SKA‐31, an opener of SK Ca and IK Ca channels, inhibits myogenic tone in rat cerebral and cremaster arteries

We have previously reported that stimulated Ca 2+ mobilization and nitric oxide (NO) synthesis in isolated endothelial cells and agonist‐induced inhibition of myogenic tone in small resistance arteries are directly affected by pharmacological blockade or activation of Ca 2+ ‐activated small and intermediate conductance K + channels (SK Ca and IK Ca ) in vascular endothelium. To characterize this regulatory process further, we have examined the actions of a novel K Ca channel opener (SKA‐31) on myogenically active cremaster and middle cerebral arteries pressurized to 70 mm Hg.

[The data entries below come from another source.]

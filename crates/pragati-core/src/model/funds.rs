use chrono::{DateTime, Utc};
use serde::{Deserialize, Serialize};
use std::{fmt, str::FromStr};

use super::{
    ParseEnumError,
    ids::{FundUpdateId, ProfileId, ProjectId},
    normalize,
};

/// Review lifecycle for a fund update. `approved` and `rejected` are
/// terminal; the only legal transitions leave `pending`.
#[derive(Debug, Clone, Copy, PartialEq, Eq, Serialize, Deserialize)]
#[serde(rename_all = "lowercase")]
pub enum ReviewStatus {
    Pending,
    Approved,
    Rejected,
}

impl ReviewStatus {
    const fn as_str(self) -> &'static str {
        match self {
            Self::Pending => "pending",
            Self::Approved => "approved",
            Self::Rejected => "rejected",
        }
    }

    /// Terminal states admit no further transitions.
    #[must_use]
    pub const fn is_terminal(self) -> bool {
        matches!(self, Self::Approved | Self::Rejected)
    }
}

impl fmt::Display for ReviewStatus {
    fn fmt(&self, f: &mut fmt::Formatter<'_>) -> fmt::Result {
        f.write_str(self.as_str())
    }
}

impl FromStr for ReviewStatus {
    type Err = ParseEnumError;

    fn from_str(s: &str) -> Result<Self, Self::Err> {
        match normalize(s).as_str() {
            "pending" => Ok(Self::Pending),
            "approved" => Ok(Self::Approved),
            "rejected" => Ok(Self::Rejected),
            _ => Err(ParseEnumError {
                expected: "review status",
                got: s.to_string(),
            }),
        }
    }
}

/// A contractor's fund-release request or expense report, awaiting review by
/// a territorially-scoped official. Approval increments the referenced
/// project's `fund_utilized` by `amount` in the same atomic step.
#[derive(Debug, Clone, PartialEq, Eq, Serialize, Deserialize)]
pub struct FundUpdate {
    pub id: FundUpdateId,
    pub project_id: ProjectId,
    pub contractor_id: ProfileId,
    /// Whole rupees, strictly positive.
    pub amount: i64,
    pub description: String,
    pub receipt_url: Option<String>,
    pub status: ReviewStatus,
    pub reviewed_by: Option<ProfileId>,
    pub reviewed_at: Option<DateTime<Utc>>,
    pub created_at: DateTime<Utc>,
}
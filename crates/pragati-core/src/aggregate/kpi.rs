use serde::Serialize;

use crate::model::{Project, ProjectStatus};
use crate::percent::ratio_percent_1dp;

/// The KPI card row shown at the top of every dashboard.
///
/// Percentages are preformatted one-decimal strings (`"65.5"`), with a bare
/// `"0"` when the underlying set is empty — never a division by zero.
#[derive(Debug, Clone, PartialEq, Eq, Serialize)]
pub struct KpiSummary {
    pub total_projects: usize,
    pub completed_percent: String,
    pub ongoing_count: usize,
    pub delayed_count: usize,
    pub fund_utilization_percent: String,
}

/// Compute the KPI summary over an already-filtered project set.
#[must_use]
#[allow(clippy::cast_possible_wrap)]
pub fn compute_kpis(projects: &[Project]) -> KpiSummary {
    let total = projects.len();
    let completed = count_status(projects, ProjectStatus::Completed);
    let ongoing = count_status(projects, ProjectStatus::Ongoing);
    let delayed = count_status(projects, ProjectStatus::Delayed);

    let allocated: i64 = projects.iter().map(|p| p.budget_allocated).sum();
    let utilized: i64 = projects.iter().map(|p| p.fund_utilized).sum();

    KpiSummary {
        total_projects: total,
        completed_percent: ratio_percent_1dp(completed as i64, total as i64),
        ongoing_count: ongoing,
        delayed_count: delayed,
        fund_utilization_percent: ratio_percent_1dp(utilized, allocated),
    }
}

fn count_status(projects: &[Project], status: ProjectStatus) -> usize {
    projects.iter().filter(|p| p.status == status).count()
}
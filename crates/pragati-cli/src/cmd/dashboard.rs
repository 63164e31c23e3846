use anyhow::Result;
use std::io::{self, Write};

use pragati_core::aggregate::KpiSummary;
use pragati_core::facade::{self, ContractorOverview, DistrictOverview, Overview, StateOverview};

use super::Ctx;
use crate::output::{kv, render, rule, rupees_crore, rupees_lakh, section};

/// Execute `pgt dashboard`: the role-dispatched overview.
pub fn run_dashboard(ctx: &Ctx) -> Result<()> {
    let view = facade::dashboard(&ctx.store, &ctx.actor)?;
    render(ctx.output, &view, |view, w| match view {
        Overview::State(state) => render_state(state, w),
        Overview::District(district) => render_district(district, w),
        Overview::Contractor(contractor) => render_contractor(contractor, w),
    })
}

fn render_kpis(kpis: &KpiSummary, w: &mut dyn Write) -> io::Result<()> {
    kv(w, "Total projects", kpis.total_projects.to_string())?;
    kv(w, "Completed", format!("{}%", kpis.completed_percent))?;
    kv(w, "Ongoing", kpis.ongoing_count.to_string())?;
    kv(w, "Delayed", kpis.delayed_count.to_string())?;
    kv(
        w,
        "Fund utilization",
        format!("{}%", kpis.fund_utilization_percent),
    )
}

fn render_state(view: &StateOverview, w: &mut dyn Write) -> io::Result<()> {
    section(w, "State Overview")?;
    render_kpis(&view.kpis, w)?;
    kv(w, "Allocated", rupees_crore(view.fund_totals.allocated))?;
    kv(w, "Utilized", rupees_crore(view.fund_totals.utilized))?;
    writeln!(w)?;

    section(w, "District-wise Performance")?;
    for row in &view.district_comparison {
        writeln!(
            w,
            "{:<14} {:>3}% complete   {:>2} delayed   {:>2} total",
            row.district, row.completed_percent, row.delayed_count, row.total_count
        )?;
    }
    writeln!(w)?;

    section(w, "Recent Projects")?;
    for project in &view.recent_projects {
        writeln!(
            w,
            "{:<14} {:<38} [{}] {:>3}%",
            project.district, project.name, project.status, project.completion_percentage
        )?;
    }
    writeln!(w)?;

    render_alert_and_feedback_cards(&view.active_alerts, &view.recent_feedback, w)
}

fn render_district(view: &DistrictOverview, w: &mut dyn Write) -> io::Result<()> {
    section(w, &format!("{} Dashboard", view.district))?;
    render_kpis(&view.kpis, w)?;
    kv(w, "Unread messages", view.unread_messages.to_string())?;
    writeln!(w)?;

    section(w, "Review Queue")?;
    if view.review_queue.is_empty() {
        writeln!(w, "No fund updates awaiting review.")?;
    }
    for update in &view.review_queue {
        writeln!(
            w,
            "{:<38} {:>10}   {}",
            update.id,
            rupees_lakh(update.amount),
            update.description
        )?;
    }
    writeln!(w)?;

    section(w, "Projects")?;
    for project in &view.recent_projects {
        writeln!(
            w,
            "{:<38} [{}] {:>3}%   {} / {}",
            project.name,
            project.status,
            project.completion_percentage,
            rupees_lakh(project.fund_utilized),
            rupees_lakh(project.budget_allocated),
        )?;
    }
    writeln!(w)?;

    render_alert_and_feedback_cards(&view.active_alerts, &view.recent_feedback, w)
}

fn render_contractor(view: &ContractorOverview, w: &mut dyn Write) -> io::Result<()> {
    section(w, "Contractor Dashboard")?;
    kv(w, "Assigned projects", view.my_projects.len().to_string())?;
    kv(w, "Pending updates", view.pending_updates.to_string())?;
    kv(w, "Unread messages", view.unread_messages.to_string())?;
    kv(w, "Approved funds", rupees_lakh(view.approved_total))?;
    writeln!(w)?;

    section(w, "My Projects")?;
    if view.my_projects.is_empty() {
        writeln!(w, "No projects assigned yet.")?;
    }
    for project in &view.my_projects {
        writeln!(
            w,
            "{:<38} {:<12} [{}] {:>3}%",
            project.name, project.district, project.status, project.completion_percentage
        )?;
    }
    writeln!(w)?;

    section(w, "Available Projects")?;
    if view.available_projects.is_empty() {
        writeln!(w, "No unassigned projects right now.")?;
    }
    for project in &view.available_projects {
        writeln!(
            w,
            "{:<38} {:<12} budget {}",
            project.name,
            project.district,
            rupees_lakh(project.budget_allocated)
        )?;
    }
    writeln!(w)?;

    section(w, "Submitted Fund Updates")?;
    if view.fund_updates.is_empty() {
        writeln!(w, "No updates submitted yet.")?;
    }
    for update in &view.fund_updates {
        writeln!(
            w,
            "{:<10} {:>10}   {}",
            update.status,
            rupees_lakh(update.amount),
            update.description
        )?;
    }
    Ok(())
}

fn render_alert_and_feedback_cards(
    alerts: &[pragati_core::model::Alert],
    feedback: &[pragati_core::model::Feedback],
    w: &mut dyn Write,
) -> io::Result<()> {
    section(w, "Active Alerts")?;
    if alerts.is_empty() {
        writeln!(w, "No active alerts.")?;
    }
    for alert in alerts {
        writeln!(
            w,
            "[{}] {:<42} {}",
            alert.severity, alert.title, alert.district
        )?;
    }
    writeln!(w)?;

    section(w, "Citizen Feedback")?;
    if feedback.is_empty() {
        writeln!(w, "No feedback yet.")?;
    }
    for entry in feedback {
        writeln!(
            w,
            "[{}] {:<12} {}",
            entry.status,
            entry.feedback_type,
            truncate(&entry.description, 60)
        )?;
    }
    rule(w)
}

fn truncate(text: &str, limit: usize) -> String {
    if text.chars().count() <= limit {
        text.to_string()
    } else {
        let cut: String = text.chars().take(limit).collect();
        format!("{cut}...")
    }
}
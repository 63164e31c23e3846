use chrono::{DateTime, Utc};
use serde::{Deserialize, Serialize};
use std::{fmt, str::FromStr};

use super::{
    ParseEnumError,
    ids::{AlertId, ProjectId},
    normalize,
};

/// Alert categories. The source schema leaves this column unconstrained, so
/// unknown categories round-trip losslessly through [`AlertType::Other`]
/// instead of failing to parse.
#[derive(Debug, Clone, PartialEq, Eq, Serialize, Deserialize)]
#[serde(from = "String", into = "String")]
pub enum AlertType {
    Delay,
    FundIssue,
    QualityConcern,
    Other(String),
}

impl AlertType {
    #[must_use]
    pub fn as_str(&self) -> &str {
        match self {
            Self::Delay => "delay",
            Self::FundIssue => "fund_issue",
            Self::QualityConcern => "quality_concern",
            Self::Other(s) => s,
        }
    }
}

impl From<String> for AlertType {
    fn from(s: String) -> Self {
        match normalize(&s).as_str() {
            "delay" => Self::Delay,
            "fund_issue" => Self::FundIssue,
            "quality_concern" => Self::QualityConcern,
            _ => Self::Other(s),
        }
    }
}

impl From<AlertType> for String {
    fn from(t: AlertType) -> Self {
        t.as_str().to_string()
    }
}

impl fmt::Display for AlertType {
    fn fmt(&self, f: &mut fmt::Formatter<'_>) -> fmt::Result {
        f.write_str(self.as_str())
    }
}

impl FromStr for AlertType {
    type Err = std::convert::Infallible;

    fn from_str(s: &str) -> Result<Self, Self::Err> {
        Ok(Self::from(s.to_string()))
    }
}

/// Alert severity levels.
#[derive(Debug, Clone, Copy, PartialEq, Eq, PartialOrd, Ord, Serialize, Deserialize)]
#[serde(rename_all = "lowercase")]
pub enum Severity {
    Low,
    Medium,
    High,
    Critical,
}

impl Severity {
    const fn as_str(self) -> &'static str {
        match self {
            Self::Low => "low",
            Self::Medium => "medium",
            Self::High => "high",
            Self::Critical => "critical",
        }
    }
}

impl fmt::Display for Severity {
    fn fmt(&self, f: &mut fmt::Formatter<'_>) -> fmt::Result {
        f.write_str(self.as_str())
    }
}

impl FromStr for Severity {
    type Err = ParseEnumError;

    fn from_str(s: &str) -> Result<Self, Self::Err> {
        match normalize(s).as_str() {
            "low" => Ok(Self::Low),
            "medium" => Ok(Self::Medium),
            "high" => Ok(Self::High),
            "critical" => Ok(Self::Critical),
            _ => Err(ParseEnumError {
                expected: "severity",
                got: s.to_string(),
            }),
        }
    }
}

/// Alert lifecycle: `active` until explicitly resolved; `resolved` is
/// terminal.
#[derive(Debug, Clone, Copy, PartialEq, Eq, Serialize, Deserialize)]
#[serde(rename_all = "lowercase")]
pub enum AlertStatus {
    Active,
    Resolved,
}

impl AlertStatus {
    const fn as_str(self) -> &'static str {
        match self {
            Self::Active => "active",
            Self::Resolved => "resolved",
        }
    }
}

impl fmt::Display for AlertStatus {
    fn fmt(&self, f: &mut fmt::Formatter<'_>) -> fmt::Result {
        f.write_str(self.as_str())
    }
}

impl FromStr for AlertStatus {
    type Err = ParseEnumError;

    fn from_str(s: &str) -> Result<Self, Self::Err> {
        match normalize(s).as_str() {
            "active" => Ok(Self::Active),
            "resolved" => Ok(Self::Resolved),
            _ => Err(ParseEnumError {
                expected: "alert status",
                got: s.to_string(),
            }),
        }
    }
}

/// A monitoring alert, created externally or by hand.
#[derive(Debug, Clone, PartialEq, Eq, Serialize, Deserialize)]
pub struct Alert {
    pub id: AlertId,
    pub project_id: Option<ProjectId>,
    pub district: String,
    pub alert_type: AlertType,
    pub severity: Severity,
    pub status: AlertStatus,
    pub title: String,
    pub description: String,
    pub resolved_at: Option<DateTime<Utc>>,
    pub created_at: DateTime<Utc>,
}

#[cfg(test)]
mod tests {
    use super::{AlertStatus, AlertType, Severity};
    use std::str::FromStr;

    #[test]
    fn known_alert_types_normalize() {
        assert_eq!(AlertType::from_str("delay").unwrap(), AlertType::Delay);
        assert_eq!(
            AlertType::from_str("Fund_Issue").unwrap(),
            AlertType::FundIssue
        );
    }

    #[test]
    fn unknown_alert_type_round_trips() {
        let t = AlertType::from_str("land_dispute").unwrap();
        assert_eq!(t, AlertType::Other("land_dispute".into()));
        assert_eq!(
            serde_json::to_string(&t).unwrap(),
            "\"land_dispute\""
        );
        let back: AlertType = serde_json::from_str("\"land_dispute\"").unwrap();
        assert_eq!(back, t);
    }

    #[test]
    fn known_alert_type_json_uses_wire_names() {
        assert_eq!(
            serde_json::to_string(&AlertType::QualityConcern).unwrap(),
            "\"quality_concern\""
        );
        assert_eq!(
            serde_json::from_str::<AlertType>("\"fund_issue\"").unwrap(),
            AlertType::FundIssue
        );
    }

    #[test]
    fn severity_orders_low_to_critical() {
        assert!(Severity::Low < Severity::Medium);
        assert!(Severity::High < Severity::Critical);
    }

    #[test]
    fn status_parse_rejects_unknown() {
        assert!(AlertStatus::from_str("open").is_err());
        assert_eq!(
            AlertStatus::from_str("resolved").unwrap(),
            AlertStatus::Resolved
        );
    }
}
//! The persisted data model: profiles, projects, alerts, feedback, fund
//! updates, communications, and image updates.
//!
//! Roles, statuses, and types are closed enums with exhaustive matching so a
//! new status is a compile-time-visible change everywhere it matters. The one
//! deliberate exception is [`AlertType`], an open set in the source schema.
//! Monetary fields are raw whole rupees throughout; display units (lakh,
//! crore) are a presentation concern.

pub mod alert;
pub mod comms;
pub mod feedback;
pub mod funds;
pub mod ids;
pub mod images;
pub mod profile;
pub mod project;

pub use alert::{Alert, AlertStatus, AlertType, Severity};
pub use comms::{Communication, SenderType};
pub use feedback::{Feedback, FeedbackPriority, FeedbackStatus, FeedbackType};
pub use funds::{FundUpdate, ReviewStatus};
pub use ids::{
    AlertId, CommunicationId, FeedbackId, FundUpdateId, ImageUpdateId, ProfileId, ProjectId,
};
pub use images::{ImageKind, ImageUpdate};
pub use profile::{Profile, Role};
pub use project::{Project, ProjectStatus};

use std::fmt;

/// Error returned when parsing an enum value from text.
#[derive(Debug, Clone, PartialEq, Eq)]
pub struct ParseEnumError {
    pub expected: &'static str,
    pub got: String,
}

impl fmt::Display for ParseEnumError {
    fn fmt(&self, f: &mut fmt::Formatter<'_>) -> fmt::Result {
        write!(f, "invalid {}: '{}'", self.expected, self.got)
    }
}

impl std::error::Error for ParseEnumError {}

pub(crate) fn normalize(input: &str) -> String {
    input.trim().to_ascii_lowercase()
}
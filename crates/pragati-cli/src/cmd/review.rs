use anyhow::Result;
use chrono::Utc;
use clap::Args;
use std::io::Write as _;
use serde::Serialize;

use pragati_core::model::FundUpdateId;
use pragati_core::workflow;

use super::Ctx;
use crate::output::{render, rupees_lakh};

#[derive(Args, Debug)]
pub struct ApproveArgs {
    /// Fund update id to approve.
    pub id: String,
}

#[derive(Args, Debug)]
pub struct RejectArgs {
    /// Fund update id to reject.
    pub id: String,
}

#[derive(Debug, Serialize)]
struct ReviewOutput {
    ok: bool,
    fund_update_id: String,
    project_id: String,
    status: String,
    amount: i64,
}

/// Execute `pgt approve`: settle a pending fund update and move the funds.
pub fn run_approve(ctx: &mut Ctx, args: &ApproveArgs) -> Result<()> {
    let settled = workflow::approve_fund_update(
        &mut ctx.store,
        &ctx.actor,
        &FundUpdateId::new(&*args.id),
        Utc::now(),
    )?;
    finish(ctx, settled)
}

/// Execute `pgt reject`: settle a pending fund update without moving funds.
pub fn run_reject(ctx: &mut Ctx, args: &RejectArgs) -> Result<()> {
    let settled = workflow::reject_fund_update(
        &mut ctx.store,
        &ctx.actor,
        &FundUpdateId::new(&*args.id),
        Utc::now(),
    )?;
    finish(ctx, settled)
}

fn finish(ctx: &Ctx, settled: pragati_core::model::FundUpdate) -> Result<()> {
    let out = ReviewOutput {
        ok: true,
        fund_update_id: settled.id.to_string(),
        project_id: settled.project_id.to_string(),
        status: settled.status.to_string(),
        amount: settled.amount,
    };
    render(ctx.output, &out, |out, w| {
        writeln!(
            w,
            "Fund update {} is now {} ({} on project {})",
            out.fund_update_id,
            out.status,
            rupees_lakh(out.amount),
            out.project_id
        )?;
        Ok(())
    })
}
//! Percentage formatting shared by the aggregation rollups.
//!
//! Two display contracts coexist:
//! - KPI cards show one decimal place, half-up, with a bare `"0"` sentinel
//!   when the denominator is empty (never a division by zero).
//! - District comparison bars show whole percents, rounded to nearest — not
//!   truncated, so a 99.6% district does not read as 99%.

/// One-decimal percentage string, half-up. Returns `"0"` when `denom` is not
/// positive.
#[must_use]
#[allow(clippy::cast_precision_loss)]
pub fn ratio_percent_1dp(numer: i64, denom: i64) -> String {
    if denom <= 0 {
        return "0".to_string();
    }
    let pct = 100.0 * numer as f64 / denom as f64;
    format!("{:.1}", (pct * 10.0).round() / 10.0)
}

/// Whole-number percentage, rounded to nearest. Returns `0` when `denom` is
/// zero.
#[must_use]
#[allow(
    clippy::cast_precision_loss,
    clippy::cast_possible_truncation,
    clippy::cast_sign_loss
)]
pub fn ratio_percent_whole(numer: usize, denom: usize) -> u32 {
    if denom == 0 {
        return 0;
    }
    (100.0 * numer as f64 / denom as f64).round() as u32
}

Pressurized vessels constricted by 60–100 microns (i.e. 25–45% of their maximal luminal diameter) and we observed that SKA‐31 dose‐dependently (0.3–10 μM) inhibited myogenic tone by 50–60%, which was comparable to the inhibition produced by 0.5 μM acetylcholine (ACh) in the same vessels. Pre‐incubation with the NO synthase inhibitor L‐NAME (0.1 mM) attenuated the dilatory response to ACh in cerebral and cremaster vessels by ~45%, but did not affect the responses to SKA‐31. These data indicate SKA‐31 has the ability to inhibit myogenic tone in small resistant arteries independent of vasodilatory agonists. This class of compound and its mechanism of action may thus be beneficial in disease states where endothelial NO bioavailability is compromised.